* Problem statement *
Two lines in the data below mark the range: the one with "hidden in production" and the one with "fn from(err: anyhow::Error)". Return both, along with every line between them, exactly.

═══ Data section

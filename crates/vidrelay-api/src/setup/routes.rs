//! Route configuration and setup

use axum::{
    http::{HeaderValue, Method},
    routing::{get, post},
    Json, Router,
};
use std::sync::Arc;
use tower::limit::ConcurrencyLimitLayer;
use tower_http::cors::{Any, CorsLayer};
use tower_http::limit::RequestBodyLimitLayer;
use tower_http::trace::TraceLayer;
use utoipa::OpenApi;

use vidrelay_core::Config;

use crate::api_doc::ApiDoc;
use crate::constants::{API_PREFIX, HTTP_CONCURRENCY_LIMIT, MAX_REQUEST_BODY_BYTES};
use crate::handlers;
use crate::state::AppState;

/// Setup all application routes
pub fn setup_routes(config: &Config, state: Arc<AppState>) -> Result<Router<()>, anyhow::Error> {
    let cors = setup_cors(config);

    let api_routes = Router::new()
        .route(
            "/jobs",
            post(handlers::jobs::create_job).get(handlers::jobs::list_jobs),
        )
        .route("/jobs/{id}", get(handlers::jobs::get_job))
        .route("/jobs/{id}/cancel", post(handlers::jobs::cancel_job))
        .route(
            "/uploads/presigned",
            post(handlers::uploads::issue_presigned_grant),
        )
        .route(
            "/uploads/complete",
            post(handlers::uploads::complete_client_upload),
        );

    let app = Router::new()
        .nest(API_PREFIX, api_routes)
        .route("/upload", post(handlers::legacy::legacy_upload))
        .route("/health", get(handlers::health::health_check))
        .route(
            "/api-docs/openapi.json",
            get(|| async { Json(ApiDoc::openapi()) }),
        )
        .layer(ConcurrencyLimitLayer::new(HTTP_CONCURRENCY_LIMIT))
        .layer(RequestBodyLimitLayer::new(MAX_REQUEST_BODY_BYTES))
        .layer(cors)
        .layer(TraceLayer::new_for_http())
        .with_state(state);

    Ok(app)
}

/// Setup CORS configuration
fn setup_cors(config: &Config) -> CorsLayer {
    let methods = [Method::GET, Method::POST, Method::OPTIONS];
    if config.cors_origins().iter().any(|o| o == "*") {
        tracing::warn!("CORS configured to allow all origins - not recommended for production");
        CorsLayer::new()
            .allow_origin(Any)
            .allow_methods(methods)
            .allow_headers(Any)
    } else {
        let origins: Vec<HeaderValue> = config
            .cors_origins()
            .iter()
            .filter_map(|origin| match origin.parse() {
                Ok(value) => Some(value),
                Err(_) => {
                    tracing::warn!(origin = %origin, "Ignoring invalid CORS origin");
                    None
                }
            })
            .collect();

        CorsLayer::new()
            .allow_origin(origins)
            .allow_methods(methods)
            .allow_headers(Any)
    }
}
use chrono::{DateTime, Utc};
use serde::{Deserialize, Serialize};
use utoipa::ToSchema;

/// Handle for an open multipart session on the sink.
#[derive(Debug, Clone, PartialEq, Eq, Serialize, Deserialize)]
pub struct MultipartSession {
    pub key: String,
    pub upload_id: String,
}

/// One uploaded part of a multipart session.
///
/// Part numbers are 1-based. `e_tag` is the identifier the sink returned for
/// the part and doubles as its content checksum.
#[derive(Debug, Clone, PartialEq, Eq, Serialize, Deserialize)]
pub struct PartRecord {
    pub part_number: u32,
    pub offset: u64,
    pub length: u64,
    pub e_tag: String,
}

impl PartRecord {
    /// Exclusive end of the byte range covered by this part.
    pub fn end(&self) -> u64 {
        self.offset + self.length
    }
}

/// Time-limited credential allowing a client to PUT one object directly to the sink.
#[derive(Debug, Clone, Serialize, Deserialize, ToSchema)]
pub struct PresignedGrant {
    /// URL the client uploads to with HTTP PUT
    pub upload_url: String,
    /// Key the object will be stored under
    pub destination_key: String,
    /// Content type the client must send
    pub content_type: String,
    /// Grant expiration time
    pub expires_at: DateTime<Utc>,
}
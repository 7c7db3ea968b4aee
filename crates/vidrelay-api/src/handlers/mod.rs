pub mod health;
pub mod jobs;
pub mod legacy;
pub mod uploads;
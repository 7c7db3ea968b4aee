use axum::Json;
use serde::Serialize;
use utoipa::ToSchema;

#[derive(Debug, Serialize, ToSchema)]
pub struct HealthResponse {
    pub status: String,
}

/// Liveness check
#[utoipa::path(
    get,
    path = "/health",
    tag = "health",
    responses(
        (status = 200, description = "Service is up", body = HealthResponse)
    )
)]
pub async fn health_check() -> Json<HealthResponse> {
    Json(HealthResponse {
        status: "ok".to_string(),
    })
}
impl JobMutation {
    pub fn transition(to: JobState) -> Self {
        Self {
            state: Some(to),
            ..Default::default()
        }
    }

    pub fn progress(bytes_transferred: i64) -> Self {
        Self {
            bytes_transferred: Some(bytes_transferred),
            ..Default::default()
        }
    }

    pub fn webhook_fired() -> Self {
        Self {
            webhook_fired: Some(true),
            ..Default::default()
        }
    }

    pub fn cancel_requested() -> Self {
        Self {
            cancel_requested: Some(true),
            ..Default::default()
        }
    }

    pub fn with_strategy(mut self, strategy: TransferStrategy) -> Self {
        self.strategy = Some(strategy);
        self
    }

    pub fn with_bytes(mut self, bytes_transferred: i64) -> Self {
        self.bytes_transferred = Some(bytes_transferred);
        self
    }

    pub fn with_result(mut self, result_ref: impl Into<String>) -> Self {
        self.result_ref = Some(result_ref.into());
        self
    }

    pub fn with_error(mut self, error: JobErrorDetail) -> Self {
        self.error = Some(error);
        self
    }

    pub fn with_upload_id(mut self, upload_id: impl Into<String>) -> Self {
        self.multipart_upload_id = Some(upload_id.into());
        self
    }

    /// Fence the write to the attempt that claimed the job at `started_at`.
    pub fn with_claim(mut self, started_at: Option<DateTime<Utc>>) -> Self {
        self.claimed_at = started_at;
        self
    }

    /// Whether a job claimed at `started_at` may take this write.
    pub fn holds_claim(&self, started_at: Option<DateTime<Utc>>) -> bool {
        self.claimed_at.is_none() || self.claimed_at == started_at
    }

    /// Bump the retry counter and defer the next claim until `next_attempt_at`.
    pub fn with_retry_at(mut self, next_attempt_at: DateTime<Utc>) -> Self {
        self.increment_retry = true;
        self.next_attempt_at = Some(next_attempt_at);
        self
    }

    /// True when the mutation writes nothing but the webhook-fired marker,
    /// the only change allowed on a terminal job.
    pub fn only_marks_webhook(&self) -> bool {
        self.webhook_fired.is_some()
            && *self
                == Self {
                    webhook_fired: self.webhook_fired,
                    ..Default::default()
                }
    }
}

/// Filter for `JobLedger::list_by`.
#[derive(Debug, Clone, Default, Deserialize, ToSchema)]
pub struct JobFilter {
    pub state: Option<JobState>,
    pub limit: Option<i64>,
    pub offset: Option<i64>,
}

impl JobFilter {
    pub const DEFAULT_LIMIT: i64 = 50;
    pub const MAX_LIMIT: i64 = 1000;

    pub fn effective_limit(&self) -> i64 {
        self.limit
            .unwrap_or(Self::DEFAULT_LIMIT)
            .clamp(1, Self::MAX_LIMIT)
    }

    pub fn effective_offset(&self) -> i64 {
        self.offset.unwrap_or(0).max(0)
    }
}

#[cfg(test)]
mod tests {
    use super::*;

    #[test]
    fn state_machine_edges() {
        assert!(JobState::Queued.can_transition_to(JobState::Running));
        assert!(JobState::Queued.can_transition_to(JobState::Aborted));
        assert!(JobState::Running.can_transition_to(JobState::Queued));
        assert!(JobState::Running.can_transition_to(JobState::Completed));
        assert!(JobState::Running.can_transition_to(JobState::Failed));
        assert!(JobState::Running.can_transition_to(JobState::Aborted));

        assert!(!JobState::Queued.can_transition_to(JobState::Completed));
        assert!(!JobState::Queued.can_transition_to(JobState::Failed));
        for terminal in [JobState::Completed, JobState::Failed, JobState::Aborted] {
            assert!(terminal.is_terminal());
            for next in [
                JobState::Queued,
                JobState::Running,
                JobState::Completed,
                JobState::Failed,
                JobState::Aborted,
            ] {
                assert!(!terminal.can_transition_to(next));
            }
        }
    }

    #[test]
    fn state_display_matches_from_str() {
        for state in [
            JobState::Queued,
            JobState::Running,
            JobState::Completed,
            JobState::Failed,
            JobState::Aborted,
        ] {
            assert_eq!(state.to_string().parse::<JobState>().unwrap(), state);
        }
        assert!("paused".parse::<JobState>().is_err());
    }

    #[test]
    fn strategy_serializes_snake_case() {
        let json = serde_json::to_string(&TransferStrategy::SingleShot).unwrap();
        assert_eq!(json, "\"single_shot\"");
        assert_eq!(
            "client_direct".parse::<TransferStrategy>().unwrap(),
            TransferStrategy::ClientDirect
        );
    }

    #[test]
    fn webhook_marker_mutation_is_isolated() {
        assert!(JobMutation::webhook_fired().only_marks_webhook());
        assert!(!JobMutation::transition(JobState::Failed).only_marks_webhook());
        assert!(!JobMutation::webhook_fired().with_bytes(10).only_marks_webhook());
    }

    #[test]
    fn claim_fence_matches_only_the_claiming_attempt() {
        let claimed = Utc::now();
        let later = claimed + chrono::Duration::seconds(1);
        let fenced = JobMutation::progress(8).with_claim(Some(claimed));
        assert!(fenced.holds_claim(Some(claimed)));
        assert!(!fenced.holds_claim(Some(later)));
        assert!(!fenced.holds_claim(None));
        assert!(JobMutation::progress(8).holds_claim(Some(later)));
    }

    #[test]
    fn filter_limit_is_clamped() {
        let filter = JobFilter {
            limit: Some(5000),
            ..Default::default()
        };
        assert_eq!(filter.effective_limit(), JobFilter::MAX_LIMIT);
        assert_eq!(JobFilter::default().effective_limit(), 50);
        let negative = JobFilter {
            offset: Some(-3),
            ..Default::default()
        };
        assert_eq!(negative.effective_offset(), 0);
    }
}
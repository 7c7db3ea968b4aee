use async_trait::async_trait;
use bytes::Bytes;
use futures::stream;
use std::sync::Arc;
use std::time::Duration;

use vidrelay_core::{ByteStream, TransferError};
use vidrelay_storage::{validate_part_sequence, ChunkWriter, MemorySink, MultipartCoordinator};
use vidrelay_worker::{NoProgress, StreamBridge};

/// Keeps only the byte range of each chunk it receives.
#[derive(Default)]
struct RangeWriter {
    ranges: Vec<(u64, u64)>,
}

#[async_trait]
impl ChunkWriter for RangeWriter {
    async fn write_chunk(&mut self, chunk: Bytes) -> Result<(), TransferError> {
        let start = self.ranges.last().map(|r| r.1).unwrap_or(0);
        self.ranges.push((start, start + chunk.len() as u64));
        Ok(())
    }

    async fn finish(&mut self) -> Result<String, TransferError> {
        Ok("memory://ranges".to_string())
    }

    async fn abort(&mut self) {}
}

/// Deterministic frame sizes in `1..=max`.
fn ragged_stream(total: u64, max: u64, seed: u64) -> ByteStream {
    let mut state = seed;
    let mut remaining = total;
    let mut frames = Vec::new();
    while remaining > 0 {
        state = state
            .wrapping_mul(6364136223846793005)
            .wrapping_add(1442695040888963407);
        let len = ((state >> 33) % max + 1).min(remaining);
        frames.push(Ok(Bytes::from(vec![0x5a; len as usize])));
        remaining -= len;
    }
    Box::pin(stream::iter(frames))
}

#[tokio::test]
async fn chunks_partition_the_object() {
    let cases: &[(u64, usize)] = &[
        (1, 1),
        (7, 1),
        (10, 3),
        (64, 8),
        (65, 8),
        (1000, 999),
        (1000, 1000),
        (4097, 512),
    ];

    for (seed, &(size, chunk)) in cases.iter().enumerate() {
        for max_frame in [1, 3, chunk as u64, chunk as u64 * 3 + 1] {
            let source = ragged_stream(size, max_frame, seed as u64 + max_frame);
            let mut writer = RangeWriter::default();
            let outcome = StreamBridge::new(chunk, Duration::from_secs(5))
                .relay(source, Some(size), &mut writer, &NoProgress)
                .await
                .unwrap();

            let expected_chunks = size.div_ceil(chunk as u64);
            assert_eq!(outcome.chunks, expected_chunks, "size {size} chunk {chunk}");
            assert_eq!(writer.ranges.len() as u64, expected_chunks);
            assert_eq!(writer.ranges.first().map(|r| r.0), Some(0));
            assert_eq!(writer.ranges.last().map(|r| r.1), Some(size));
            for pair in writer.ranges.windows(2) {
                assert_eq!(pair[0].1, pair[1].0, "gap or overlap at {:?}", pair);
            }
            let (last, full) = writer.ranges.split_last().unwrap();
            assert!(full.iter().all(|(s, e)| e - s == chunk as u64));
            assert!(last.1 - last.0 <= chunk as u64);
        }
    }
}

#[tokio::test]
async fn completed_session_parts_are_numbered_from_one() {
    let sink = Arc::new(MemorySink::new());
    let mut coordinator = MultipartCoordinator::begin(sink.clone(), "videos/p.mp4", None, 4)
        .await
        .unwrap();
    for _ in 0..5 {
        coordinator
            .upload_next(Bytes::from_static(b"1234"))
            .await
            .unwrap();
    }
    coordinator.complete().await.unwrap();

    let session = &sink.completed_sessions()[0];
    assert_eq!(sink.part_numbers(&session.upload_id), vec![1, 2, 3, 4, 5]);
    assert!(validate_part_sequence(coordinator.parts(), 4).is_ok());
}

#[tokio::test]
async fn gap_in_part_numbers_fails_completion() {
    let sink = Arc::new(MemorySink::new());
    let mut coordinator = MultipartCoordinator::begin(sink.clone(), "videos/g.mp4", None, 4)
        .await
        .unwrap();
    for _ in 0..3 {
        coordinator
            .upload_next(Bytes::from_static(b"1234"))
            .await
            .unwrap();
    }

    let mut parts = coordinator.parts().to_vec();
    parts.remove(1);
    let err = coordinator.complete_session(&parts).await.unwrap_err();

    assert!(matches!(err, TransferError::IncompleteParts { .. }));
    assert_eq!(sink.complete_calls(), 0);

    // The session is still open and must be released.
    coordinator.abort().await.unwrap();
    assert_eq!(sink.aborted_sessions().len(), 1);
}
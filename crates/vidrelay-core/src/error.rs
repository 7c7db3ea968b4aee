//! Error types module
//!
//! `AppError` is the error surfaced to HTTP callers. Each variant describes its
//! own response characteristics through [`ErrorMetadata`].

/// Log level for error reporting
#[derive(Debug, Clone, Copy, PartialEq, Eq)]
pub enum LogLevel {
    /// Debug level - for expected errors like validation failures
    Debug,
    /// Warning level - for recoverable issues
    Warn,
    /// Error level - for unexpected failures
    Error,
}

/// Metadata for error responses - defines how an error should be presented
pub trait ErrorMetadata {
    /// HTTP status code to return
    fn http_status_code(&self) -> u16;

    /// Machine-readable error code (e.g., "DATABASE_ERROR")
    fn error_code(&self) -> &'static str;

    /// Whether this error is recoverable (can be retried)
    fn is_recoverable(&self) -> bool;

    /// Suggested action for the client
    fn suggested_action(&self) -> Option<&'static str>;

    /// Client-facing message (may differ from internal error message)
    fn client_message(&self) -> String;

    /// Whether details should be hidden in production
    fn is_sensitive(&self) -> bool;

    /// Log level for this error
    fn log_level(&self) -> LogLevel;
}

#[derive(Debug, thiserror::Error)]
pub enum AppError {
    /// The job ledger's backing store failed.
    #[error("Database error: {0}")]
    Database(#[source] anyhow::Error),

    #[error("Storage error: {0}")]
    Storage(String),

    #[error("Invalid input: {0}")]
    InvalidInput(String),

    #[error("Not found: {0}")]
    NotFound(String),

    #[error("Conflict: {0}")]
    Conflict(String),

    #[error("Internal error with source")]
    InternalWithSource {
        message: String,
        #[source]
        source: anyhow::Error,
    },
}

impl From<anyhow::Error> for AppError {
    fn from(err: anyhow::Error) -> Self {
        AppError::InternalWithSource {
            message: err.to_string(),
            source: err,
        }
    }
}

impl From<validator::ValidationErrors> for AppError {
    fn from(err: validator::ValidationErrors) -> Self {
        AppError::InvalidInput(format!("Validation error: {}", err))
    }
}

/// Static metadata for each variant: (http_status, error_code, recoverable, suggested_action, sensitive, log_level).
fn app_error_static_metadata(
    err: &AppError,
) -> (
    u16,
    &'static str,
    bool,
    Option<&'static str>,
    bool,
    LogLevel,
) {
    match err {
        AppError::Database(_) => (
            500,
            "DATABASE_ERROR",
            true,
            Some("Retry after a short delay"),
            true,
            LogLevel::Error,
        ),
        AppError::Storage(_) => (
            502,
            "STORAGE_ERROR",
            true,
            Some("Retry after a short delay"),
            true,
            LogLevel::Error,
        ),
        AppError::InvalidInput(_) => (
            400,
            "INVALID_INPUT",
            false,
            Some("Check request parameters and try again"),
            false,
            LogLevel::Debug,
        ),
        AppError::NotFound(_) => (
            404,
            "NOT_FOUND",
            false,
            Some("Verify the resource ID exists"),
            false,
            LogLevel::Debug,
        ),
        AppError::Conflict(_) => (
            409,
            "CONFLICT",
            false,
            Some("Fetch the current job state before retrying"),
            false,
            LogLevel::Debug,
        ),
        AppError::InternalWithSource { .. } => (
            500,
            "INTERNAL_ERROR",
            true,
            Some("Retry after a short delay"),
            true,
            LogLevel::Error,
        ),
    }
}

impl AppError {
    /// Get the error type name for detailed error responses
    pub fn error_type(&self) -> &str {
        match self {
            AppError::Database(_) => "Database",
            AppError::Storage(_) => "Storage",
            AppError::InvalidInput(_) => "InvalidInput",
            AppError::NotFound(_) => "NotFound",
            AppError::Conflict(_) => "Conflict",
            AppError::InternalWithSource { .. } => "Internal",
        }
    }

    /// Get detailed error information including error chain
    pub fn detailed_message(&self) -> String {
        use std::error::Error;

        let mut details = self.to_string();

        let mut source = self.source();
        let mut depth = 0;
        while let Some(err) = source {
            depth += 1;
            if depth > 5 {
                details.push_str("\n  ... (truncated)");
                break;
            }
            details.push_str(&format!("\n  Caused by: {}", err));
            source = err.source();
        }

        details
    }
}

impl ErrorMetadata for AppError {
    fn http_status_code(&self) -> u16 {
        app_error_static_metadata(self).0
    }

    fn error_code(&self) -> &'static str {
        app_error_static_metadata(self).1
    }

    fn is_recoverable(&self) -> bool {
        app_error_static_metadata(self).2
    }

    fn suggested_action(&self) -> Option<&'static str> {
        app_error_static_metadata(self).3
    }

    fn is_sensitive(&self) -> bool {
        app_error_static_metadata(self).4
    }

    fn log_level(&self) -> LogLevel {
        app_error_static_metadata(self).5
    }

    fn client_message(&self) -> String {
        match self {
            AppError::Database(_) => "Failed to access job ledger".to_string(),
            AppError::Storage(_) => "Failed to access storage".to_string(),
            AppError::InvalidInput(ref msg)
            | AppError::NotFound(ref msg)
            | AppError::Conflict(ref msg) => msg.clone(),
            AppError::InternalWithSource { .. } => "Internal server error".to_string(),
        }
    }
}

══════

* The completed task *
    /// Whether details should be hidden in production
    fn is_sensitive(&self) -> bool;

    /// Log level for this error
    fn log_level(&self) -> LogLevel;
}

#[derive(Debug, thiserror::Error)]
pub enum AppError {
    /// The job ledger's backing store failed.
    #[error("Database error: {0}")]
    Database(#[source] anyhow::Error),

    #[error("Storage error: {0}")]
    Storage(String),

    #[error("Invalid input: {0}")]
    InvalidInput(String),

    #[error("Not found: {0}")]
    NotFound(String),

    #[error("Conflict: {0}")]
    Conflict(String),

    #[error("Internal error with source")]
    InternalWithSource {
        message: String,
        #[source]
        source: anyhow::Error,
    },
}

impl From<anyhow::Error> for AppError {
    fn from(err: anyhow::Error) -> Self {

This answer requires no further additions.